Perhaps the Bolsa Familia program should be expanded (now monthly payment for keeping kids in school, vaccinated, etc.) to give about $50/ month to pregnant woman who goes to the free health care system clinics for pre-natal care, check-up, every two months. Few in rural areas get any now.


An update on Brazil:

"... One of Brazil's most favorable characteristics is a strong banking system that didn't fall prey to the so-called "innovation” known as loan securitization and derivatives. This extravaganza nearly destroyed developed economies but is largely absent in emerging markets such as Brazil. ... The Brazilian economy has been run in a characteristically sober fashion for the past 10 years, especially when compared to its Latin American peers. Brazil was a no-show at the credit-expansion and easy-money party of the past decade.*

Brazil's net public debt as a percentage to gross domestic product (GDP) peaked at about 63 percent in 2003, and reached a low of about 35 percent in 2008. Currently the figure stands at about 37 percent of GDP and should continue to fall to 2008 levels this year.

Brazil took advantage of the recent commodity boom to accumulate vast amounts of foreign reserves. Brazil now holds about USD352 billion in foreign reserves in its coffers, funds that can be used to support the economy amid periods of high capital outflows. These foreign reserves can also be deployed as needed to pay down debt.

Brazil doesn't face an imminent deflationary cycle as the country boasts strong employment and credit growth. Although inflation is manageable, it remains a red flag.

Unemployment of 6 percent is close to historical lows and represents a sharp reduction from the unemployment rate of 13 percent in 2003. Meanwhile, the country's minimum wage for workers and retirees was recently boosted by 14 percent to USD350 per month. By contrast, the country's official poverty line is demarcated at a monthly wage of about USD40.** ..."

Quote from 4/26/2012 Email: "Bullish on Brazil" by Yiannis G. Mostrous of Investing Daily

* That may take the prize as most understated claim this year. Brazil still has a basic interest rate of 9%, down several percent from 13% of a few years ago to stimulate economy as European (and even Asian demand has fallen). Nothing like the FED controlled US near zero rates. Fortunately, Brazil´s economy is what China wants - mainly domestic consumption. Exports make up about 12% of GDP (11% last time I saw the data).

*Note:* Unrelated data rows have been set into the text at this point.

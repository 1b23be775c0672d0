//! Animation multiplexer
//!
//! An [`Animation`] runs an ordered list of lanes every frame. A lane is
//! either a nested multiplexer (a named parallel track obtained with
//! [`Animation::get`]) or a leaf [`BasicAnimation`]. When a leaf step stops,
//! its successor takes over the same index in the lane list.
//!
//! Frame computation is two-phase: every lane computes first, then stopped
//! lanes are reconciled. Lanes are never removed while the list is being
//! iterated.

use std::borrow::Cow;

use crate::frame_state::FrameState;
use crate::id::AnimationId;
use crate::step::BasicAnimation;
use crate::view_state::ViewState;

/// One entry in a multiplexer's lane list
#[derive(Debug)]
pub enum Lane {
    /// Nested multiplexer. Never signals stop and has no successor.
    Group(Animation),
    /// Leaf step
    Step(BasicAnimation),
}

impl Lane {
    pub fn id(&self) -> AnimationId {
        match self {
            Lane::Group(group) => group.id(),
            Lane::Step(step) => step.id(),
        }
    }

    pub fn name(&self) -> &str {
        match self {
            Lane::Group(group) => group.name(),
            Lane::Step(step) => step.name(),
        }
    }

    pub fn compute(&mut self, state: &mut FrameState, view: &mut ViewState) {
        match self {
            Lane::Group(group) => group.compute(state, view),
            Lane::Step(step) => step.compute(state, view),
        }
    }

    fn take_stop(&mut self) -> bool {
        match self {
            Lane::Group(_) => false,
            Lane::Step(step) => step.take_stop(),
        }
    }

    fn into_successor(self) -> Option<BasicAnimation> {
        match self {
            Lane::Group(_) => None,
            Lane::Step(mut step) => step.take_next(),
        }
    }

    /// Nested multiplexer of this lane. A leaf step is swapped for an empty
    /// group named `name`.
    fn group_or_replace(&mut self, name: &str) -> &mut Animation {
        match self {
            Lane::Group(group) => group,
            Lane::Step(_) => {
                *self = Lane::Group(Animation::new(name.to_owned()));
                self.group_or_replace(name)
            }
        }
    }

    /// Leaf step of this lane. A group is swapped for an empty `"start"` step.
    fn step_or_start(&mut self, duration_ms: f64) -> &mut BasicAnimation {
        match self {
            Lane::Step(step) => step,
            Lane::Group(_) => {
                *self = Lane::Step(BasicAnimation::new("start", duration_ms));
                self.step_or_start(duration_ms)
            }
        }
    }

    /// True when nothing under this lane is still running
    pub fn is_idle(&self) -> bool {
        match self {
            Lane::Group(group) => group.is_idle(),
            Lane::Step(_) => false,
        }
    }

    pub fn as_group(&self) -> Option<&Animation> {
        match self {
            Lane::Group(group) => Some(group),
            Lane::Step(_) => None,
        }
    }

    pub fn as_group_mut(&mut self) -> Option<&mut Animation> {
        match self {
            Lane::Group(group) => Some(group),
            Lane::Step(_) => None,
        }
    }

    pub fn as_step(&self) -> Option<&BasicAnimation> {
        match self {
            Lane::Group(_) => None,
            Lane::Step(step) => Some(step),
        }
    }

    pub fn as_step_mut(&mut self) -> Option<&mut BasicAnimation> {
        match self {
            Lane::Group(_) => None,
            Lane::Step(step) => Some(step),
        }
    }
}

impl From<Animation> for Lane {
    fn from(group: Animation) -> Self {
        Lane::Group(group)
    }
}

impl From<BasicAnimation> for Lane {
    fn from(step: BasicAnimation) -> Self {
        Lane::Step(step)
    }
}

/// Named container running lanes side by side
#[derive(Debug)]
pub struct Animation {
    id: AnimationId,
    name: Cow<'static, str>,
    lanes: Vec<Lane>,
    stopped: Vec<AnimationId>,
}

impl Animation {
    pub fn new(name: impl Into<Cow<'static, str>>) -> Self {
        Self {
            id: AnimationId::next(),
            name: name.into(),
            lanes: Vec::new(),
            stopped: Vec::new(),
        }
    }

    pub fn id(&self) -> AnimationId {
        self.id
    }

    pub fn name(&self) -> &str {
        &self.name
    }

    pub fn lanes(&self) -> &[Lane] {
        &self.lanes
    }

    pub fn len(&self) -> usize {
        self.lanes.len()
    }

    pub fn is_empty(&self) -> bool {
        self.lanes.is_empty()
    }

    /// First lane named `name`
    pub fn search(&self, name: &str) -> Option<&Lane> {
        self.lanes.iter().find(|lane| lane.name() == name)
    }

    pub fn search_mut(&mut self, name: &str) -> Option<&mut Lane> {
        self.lanes.iter_mut().find(|lane| lane.name() == name)
    }

    /// First nested multiplexer named `name`, appended empty if there is none.
    ///
    /// Leaf steps sharing the name are skipped.
    pub fn get(&mut self, name: &str) -> &mut Animation {
        let existing = self
            .lanes
            .iter()
            .position(|lane| matches!(lane, Lane::Group(group) if group.name() == name));
        let index = match existing {
            Some(index) => index,
            None => {
                tracing::trace!(parent = %self.name, lane = name, "creating animation lane");
                self.lanes.push(Lane::Group(Animation::new(name.to_owned())));
                self.lanes.len() - 1
            }
        };
        self.lanes[index].group_or_replace(name)
    }

    /// Add a lane at the end
    pub fn append(&mut self, lane: impl Into<Lane>) -> AnimationId {
        let lane = lane.into();
        let id = lane.id();
        self.lanes.push(lane);
        id
    }

    /// Add a lane at `index`, clamped to the lane count
    pub fn insert(&mut self, index: usize, lane: impl Into<Lane>) -> AnimationId {
        let lane = lane.into();
        let id = lane.id();
        let index = index.min(self.lanes.len());
        self.lanes.insert(index, lane);
        id
    }

    /// Remove a direct lane by id. Absent ids are ignored.
    pub fn remove(&mut self, id: AnimationId) -> Option<Lane> {
        self.stopped.retain(|stopped| *stopped != id);
        let index = self.position(id)?;
        Some(self.lanes.remove(index))
    }

    /// Cancel every lane
    pub fn remove_all(&mut self) {
        if !self.lanes.is_empty() {
            tracing::trace!(name = %self.name, lanes = self.lanes.len(), "removing all lanes");
        }
        self.lanes.clear();
        self.stopped.clear();
    }

    pub fn last(&self) -> Option<&Lane> {
        self.lanes.last()
    }

    pub fn last_mut(&mut self) -> Option<&mut Lane> {
        self.lanes.last_mut()
    }

    /// Start a sequence with an empty step named `"start"`.
    ///
    /// If the last lane is a leaf step the new step becomes its successor and
    /// only runs once that lane stops. Otherwise (no lanes, or the last lane
    /// is a nested multiplexer, which never stops) the step is appended as an
    /// active lane.
    pub fn chain(&mut self, duration_ms: f64) -> &mut BasicAnimation {
        let onto_last = matches!(self.lanes.last(), Some(Lane::Step(_)));
        if !onto_last {
            self.lanes.push(Lane::Step(BasicAnimation::new("start", duration_ms)));
        }
        let index = self.lanes.len() - 1;
        let last = self.lanes[index].step_or_start(duration_ms);
        if !onto_last {
            return last;
        }
        if let Some(replaced) = last.next() {
            tracing::debug!(
                lane = %last.name(),
                replaced = %replaced.name(),
                "chain replaces pending successor"
            );
        }
        last.set_next(BasicAnimation::new("start", duration_ms))
    }

    /// Compute every lane for this frame, then swap stopped lanes for their
    /// successors in place.
    pub fn compute(&mut self, state: &mut FrameState, view: &mut ViewState) {
        for lane in self.lanes.iter_mut() {
            lane.compute(state, view);
            if lane.take_stop() {
                self.stopped.push(lane.id());
            }
        }

        for id in std::mem::take(&mut self.stopped) {
            let Some(index) = self.position(id) else {
                continue;
            };
            let lane = self.lanes.remove(index);
            if let Some(next) = lane.into_successor() {
                tracing::trace!(
                    parent = %self.name,
                    index,
                    next = %next.name(),
                    "successor takes over lane"
                );
                self.lanes.insert(index, Lane::Step(next));
                state.request_immediate_frame();
            }
        }
    }

    /// True when no leaf step is active at any depth
    pub fn is_idle(&self) -> bool {
        self.lanes.iter().all(Lane::is_idle)
    }

    fn position(&self, id: AnimationId) -> Option<usize> {
        self.lanes.iter().position(|lane| lane.id() == id)
    }
}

** This plus the the very successful, nearly 10 years old, "bolsa familia" (monthly transfer of wealth to the poor IF they keep their kids in school until age 18 and they get all of their needed free vaccinations ) has moved millions into the cash economy and nearly paid for itself via the taxes on the multiplier effect as they now buy in stores, etc. Brazil´s lowest economic class (E, A being the highest) may soon be almost empty. The middle & near middle classes C & D are growing. Classes are define by complex index that includes things owed (car or not, etc.) as well as income.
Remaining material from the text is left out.